▶ **Exercise brief**
The full listing must be reproduced exactly as given.

▶ **Information supplied**
- - -
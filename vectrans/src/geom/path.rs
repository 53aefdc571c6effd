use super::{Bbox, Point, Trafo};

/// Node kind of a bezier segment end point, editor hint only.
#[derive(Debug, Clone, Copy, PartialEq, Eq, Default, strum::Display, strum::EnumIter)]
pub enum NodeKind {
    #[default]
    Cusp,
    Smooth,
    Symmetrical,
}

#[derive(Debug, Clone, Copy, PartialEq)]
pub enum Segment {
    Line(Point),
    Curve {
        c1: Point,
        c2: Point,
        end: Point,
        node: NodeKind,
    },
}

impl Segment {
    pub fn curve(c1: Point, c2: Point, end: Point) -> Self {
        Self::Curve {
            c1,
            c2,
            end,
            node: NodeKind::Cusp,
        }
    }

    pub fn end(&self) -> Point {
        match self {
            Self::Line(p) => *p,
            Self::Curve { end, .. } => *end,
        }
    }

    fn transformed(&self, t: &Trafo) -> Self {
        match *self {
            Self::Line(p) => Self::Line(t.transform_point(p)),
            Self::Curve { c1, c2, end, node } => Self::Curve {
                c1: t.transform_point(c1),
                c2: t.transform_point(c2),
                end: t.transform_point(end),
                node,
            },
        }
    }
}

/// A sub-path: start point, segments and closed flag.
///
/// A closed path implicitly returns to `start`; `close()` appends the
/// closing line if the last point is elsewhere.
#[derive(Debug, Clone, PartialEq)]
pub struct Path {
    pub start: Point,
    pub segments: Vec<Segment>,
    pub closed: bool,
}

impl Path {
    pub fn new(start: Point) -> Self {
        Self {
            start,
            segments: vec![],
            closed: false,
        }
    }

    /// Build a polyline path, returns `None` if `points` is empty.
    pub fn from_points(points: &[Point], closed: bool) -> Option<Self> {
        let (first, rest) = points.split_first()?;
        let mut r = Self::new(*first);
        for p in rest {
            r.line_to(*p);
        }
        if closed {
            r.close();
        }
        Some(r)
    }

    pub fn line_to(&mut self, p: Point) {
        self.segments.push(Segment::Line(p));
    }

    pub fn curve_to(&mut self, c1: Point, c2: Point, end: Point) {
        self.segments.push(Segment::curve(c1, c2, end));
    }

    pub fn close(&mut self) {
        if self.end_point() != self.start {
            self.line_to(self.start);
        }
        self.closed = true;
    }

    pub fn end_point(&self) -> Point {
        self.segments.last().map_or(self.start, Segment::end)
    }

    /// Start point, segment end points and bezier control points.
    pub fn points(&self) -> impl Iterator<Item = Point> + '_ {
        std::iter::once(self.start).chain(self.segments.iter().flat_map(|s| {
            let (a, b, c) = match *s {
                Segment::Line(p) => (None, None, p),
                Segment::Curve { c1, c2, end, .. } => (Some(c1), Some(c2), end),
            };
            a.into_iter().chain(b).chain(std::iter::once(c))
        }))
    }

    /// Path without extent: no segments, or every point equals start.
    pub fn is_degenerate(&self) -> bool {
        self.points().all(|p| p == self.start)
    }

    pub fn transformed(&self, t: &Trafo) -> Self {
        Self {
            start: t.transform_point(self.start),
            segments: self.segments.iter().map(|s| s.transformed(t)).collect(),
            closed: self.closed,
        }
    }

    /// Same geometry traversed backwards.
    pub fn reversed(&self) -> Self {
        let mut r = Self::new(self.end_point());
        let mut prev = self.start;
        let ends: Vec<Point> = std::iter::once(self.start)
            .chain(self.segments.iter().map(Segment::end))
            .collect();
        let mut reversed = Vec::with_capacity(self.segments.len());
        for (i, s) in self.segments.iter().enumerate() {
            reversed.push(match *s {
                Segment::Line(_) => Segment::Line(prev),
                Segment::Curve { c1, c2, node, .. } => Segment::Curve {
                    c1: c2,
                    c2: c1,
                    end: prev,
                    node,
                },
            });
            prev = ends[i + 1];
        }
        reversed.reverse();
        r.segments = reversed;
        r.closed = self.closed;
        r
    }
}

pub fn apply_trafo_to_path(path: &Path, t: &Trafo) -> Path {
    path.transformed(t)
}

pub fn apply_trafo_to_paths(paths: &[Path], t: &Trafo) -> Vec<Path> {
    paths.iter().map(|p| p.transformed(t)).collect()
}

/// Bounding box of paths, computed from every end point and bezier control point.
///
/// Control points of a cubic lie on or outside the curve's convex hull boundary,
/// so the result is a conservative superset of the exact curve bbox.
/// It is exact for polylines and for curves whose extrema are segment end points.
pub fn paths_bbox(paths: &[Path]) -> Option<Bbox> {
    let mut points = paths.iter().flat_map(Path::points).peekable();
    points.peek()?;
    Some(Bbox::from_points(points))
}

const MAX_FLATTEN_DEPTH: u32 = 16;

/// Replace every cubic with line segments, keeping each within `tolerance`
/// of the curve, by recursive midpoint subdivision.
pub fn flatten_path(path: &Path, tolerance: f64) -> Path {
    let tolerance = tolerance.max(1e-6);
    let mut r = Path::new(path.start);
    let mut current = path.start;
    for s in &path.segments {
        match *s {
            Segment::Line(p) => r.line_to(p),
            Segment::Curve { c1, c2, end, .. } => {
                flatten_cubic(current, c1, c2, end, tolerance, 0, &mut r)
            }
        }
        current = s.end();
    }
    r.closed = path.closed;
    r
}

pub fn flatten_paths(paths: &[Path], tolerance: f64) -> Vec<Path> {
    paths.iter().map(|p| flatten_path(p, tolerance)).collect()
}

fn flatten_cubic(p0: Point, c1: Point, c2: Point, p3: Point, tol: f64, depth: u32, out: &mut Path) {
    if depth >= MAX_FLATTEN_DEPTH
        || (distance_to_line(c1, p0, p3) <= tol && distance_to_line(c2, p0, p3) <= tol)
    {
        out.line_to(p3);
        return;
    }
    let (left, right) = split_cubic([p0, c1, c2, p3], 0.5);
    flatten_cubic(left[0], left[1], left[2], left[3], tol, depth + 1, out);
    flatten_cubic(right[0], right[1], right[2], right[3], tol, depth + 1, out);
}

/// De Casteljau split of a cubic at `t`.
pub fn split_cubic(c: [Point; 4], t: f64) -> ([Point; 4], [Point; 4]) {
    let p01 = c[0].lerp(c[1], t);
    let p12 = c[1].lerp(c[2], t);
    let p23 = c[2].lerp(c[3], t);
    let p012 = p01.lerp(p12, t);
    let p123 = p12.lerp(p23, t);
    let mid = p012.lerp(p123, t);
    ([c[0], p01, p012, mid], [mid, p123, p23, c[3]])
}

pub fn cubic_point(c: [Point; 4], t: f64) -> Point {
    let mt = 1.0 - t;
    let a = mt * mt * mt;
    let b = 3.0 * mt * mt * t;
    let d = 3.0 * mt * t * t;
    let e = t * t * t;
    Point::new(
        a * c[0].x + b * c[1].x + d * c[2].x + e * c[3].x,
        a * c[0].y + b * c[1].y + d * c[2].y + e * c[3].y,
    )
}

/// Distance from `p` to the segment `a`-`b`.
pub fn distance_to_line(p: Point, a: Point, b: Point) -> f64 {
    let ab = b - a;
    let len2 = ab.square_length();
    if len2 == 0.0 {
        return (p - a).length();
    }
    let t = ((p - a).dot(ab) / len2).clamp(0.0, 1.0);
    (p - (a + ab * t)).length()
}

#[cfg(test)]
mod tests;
- - -
▶ **Answer box**
filename vectrans/src/geom/path.rs
repository 53aefdc571c6effd
use super::{Bbox, Point, Trafo};

/// Node kind of a bezier segment end point, editor hint only.
#[derive(Debug, Clone, Copy, PartialEq, Eq, Default, strum::Display, strum::EnumIter)]
pub enum NodeKind {
    #[default]
    Cusp,
    Smooth,
    Symmetrical,
}

#[derive(Debug, Clone, Copy, PartialEq)]
pub enum Segment {
    Line(Point),
    Curve {
        c1: Point,
        c2: Point,
        end: Point,
        node: NodeKind,
    },
}

impl Segment {
    pub fn curve(c1: Point, c2: Point, end: Point) -> Self {
        Self::Curve {
            c1,
            c2,
            end,
            node: NodeKind::Cusp,
        }
    }

    pub fn end(&self) -> Point {
        match self {
            Self::Line(p) => *p,
            Self::Curve { end, .. } => *end,
        }
    }

    fn transformed(&self, t: &Trafo) -> Self {
        match *self {
            Self::Line(p) => Self::Line(t.transform_point(p)),
            Self::Curve { c1, c2, end, node } => Self::Curve {
                c1: t.transform_point(c1),
                c2: t.transform_point(c2),
                end: t.transform_point(end),
                node,
            },
        }
    }
}

/// A sub-path: start point, segments and closed flag.
///
/// A closed path implicitly returns to `start`; `close()` appends the
/// closing line if the last point is elsewhere.
#[derive(Debug, Clone, PartialEq)]
pub struct Path {
    pub start: Point,
    pub segments: Vec<Segment>,
    pub closed: bool,
}

impl Path {
    pub fn new(start: Point) -> Self {
        Self {
            start,
            segments: vec![],
            closed: false,
        }
    }

    /// Build a polyline path, returns `None` if `points` is empty.
    pub fn from_points(points: &[Point], closed: bool) -> Option<Self> {
        let (first, rest) = points.split_first()?;
        let mut r = Self::new(*first);
        for p in rest {
            r.line_to(*p);
        }
        if closed {
            r.close();
        }
        Some(r)
    }

    pub fn line_to(&mut self, p: Point) {
        self.segments.push(Segment::Line(p));
    }

    pub fn curve_to(&mut self, c1: Point, c2: Point, end: Point) {
        self.segments.push(Segment::curve(c1, c2, end));
    }

    pub fn close(&mut self) {
        if self.end_point() != self.start {
            self.line_to(self.start);
        }
        self.closed = true;
    }

    pub fn end_point(&self) -> Point {
        self.segments.last().map_or(self.start, Segment::end)
    }

    /// Start point, segment end points and bezier control points.
    pub fn points(&self) -> impl Iterator<Item = Point> + '_ {
        std::iter::once(self.start).chain(self.segments.iter().flat_map(|s| {
            let (a, b, c) = match *s {
                Segment::Line(p) => (None, None, p),
                Segment::Curve { c1, c2, end, .. } => (Some(c1), Some(c2), end),
            };
            a.into_iter().chain(b).chain(std::iter::once(c))
        }))
    }

    /// Path without extent: no segments, or every point equals start.
    pub fn is_degenerate(&self) -> bool {
        self.points().all(|p| p == self.start)
    }

    pub fn transformed(&self, t: &Trafo) -> Self {
        Self {
            start: t.transform_point(self.start),
            segments: self.segments.iter().map(|s| s.transformed(t)).collect(),
            closed: self.closed,
        }
    }

    /// Same geometry traversed backwards.
    pub fn reversed(&self) -> Self {
        let mut r = Self::new(self.end_point());
        let mut prev = self.start;
        let ends: Vec<Point> = std::iter::once(self.start)
            .chain(self.segments.iter().map(Segment::end))
            .collect();
        let mut reversed = Vec::with_capacity(self.segments.len());
        for (i, s) in self.segments.iter().enumerate() {
            reversed.push(match *s {
                Segment::Line(_) => Segment::Line(prev),
                Segment::Curve { c1, c2, node, .. } => Segment::Curve {
                    c1: c2,
                    c2: c1,
                    end: prev,
                    node,
                },
            });
            prev = ends[i + 1];
        }
        reversed.reverse();
        r.segments = reversed;
        r.closed = self.closed;
        r
    }
}

pub fn apply_trafo_to_path(path: &Path, t: &Trafo) -> Path {
    path.transformed(t)
}

pub fn apply_trafo_to_paths(paths: &[Path], t: &Trafo) -> Vec<Path> {
    paths.iter().map(|p| p.transformed(t)).collect()
}

/// Bounding box of paths, computed from every end point and bezier control point.
///
/// Control points of a cubic lie on or outside the curve's convex hull boundary,
/// so the result is a conservative superset of the exact curve bbox.
/// It is exact for polylines and for curves whose extrema are segment end points.
pub fn paths_bbox(paths: &[Path]) -> Option<Bbox> {
    let mut points = paths.iter().flat_map(Path::points).peekable();
    points.peek()?;
    Some(Bbox::from_points(points))
}

const MAX_FLATTEN_DEPTH: u32 = 16;

/// Replace every cubic with line segments, keeping each within `tolerance`
/// of the curve, by recursive midpoint subdivision.
pub fn flatten_path(path: &Path, tolerance: f64) -> Path {
    let tolerance = tolerance.max(1e-6);
    let mut r = Path::new(path.start);
    let mut current = path.start;
    for s in &path.segments {
        match *s {
            Segment::Line(p) => r.line_to(p),
            Segment::Curve { c1, c2, end, .. } => {
                flatten_cubic(current, c1, c2, end, tolerance, 0, &mut r)
            }
        }
        current = s.end();
    }
    r.closed = path.closed;
    r
}

pub fn flatten_paths(paths: &[Path], tolerance: f64) -> Vec<Path> {
    paths.iter().map(|p| flatten_path(p, tolerance)).collect()
}

fn flatten_cubic(p0: Point, c1: Point, c2: Point, p3: Point, tol: f64, depth: u32, out: &mut Path) {
    if depth >= MAX_FLATTEN_DEPTH
        || (distance_to_line(c1, p0, p3) <= tol && distance_to_line(c2, p0, p3) <= tol)
    {
        out.line_to(p3);
        return;
    }
    let (left, right) = split_cubic([p0, c1, c2, p3], 0.5);
    flatten_cubic(left[0], left[1], left[2], left[3], tol, depth + 1, out);
    flatten_cubic(right[0], right[1], right[2], right[3], tol, depth + 1, out);
}

/// De Casteljau split of a cubic at `t`.
pub fn split_cubic(c: [Point; 4], t: f64) -> ([Point; 4], [Point; 4]) {
    let p01 = c[0].lerp(c[1], t);
    let p12 = c[1].lerp(c[2], t);
    let p23 = c[2].lerp(c[3], t);
    let p012 = p01.lerp(p12, t);
    let p123 = p12.lerp(p23, t);
    let mid = p012.lerp(p123, t);
    ([c[0], p01, p012, mid], [mid, p123, p23, c[3]])
}

pub fn cubic_point(c: [Point; 4], t: f64) -> Point {
    let mt = 1.0 - t;
    let a = mt * mt * mt;
    let b = 3.0 * mt * mt * t;
    let d = 3.0 * mt * t * t;
    let e = t * t * t;
    Point::new(
        a * c[0].x + b * c[1].x + d * c[2].x + e * c[3].x,
        a * c[0].y + b * c[1].y + d * c[2].y + e * c[3].y,
    )
}

/// Distance from `p` to the segment `a`-`b`.
pub fn distance_to_line(p: Point, a: Point, b: Point) -> f64 {
    let ab = b - a;
    let len2 = ab.square_length();
    if len2 == 0.0 {
        return (p - a).length();
    }
    let t = ((p - a).dot(ab) / len2).clamp(0.0, 1.0);
    (p - (a + ab * t)).length()
}

#[cfg(test)]
mod tests;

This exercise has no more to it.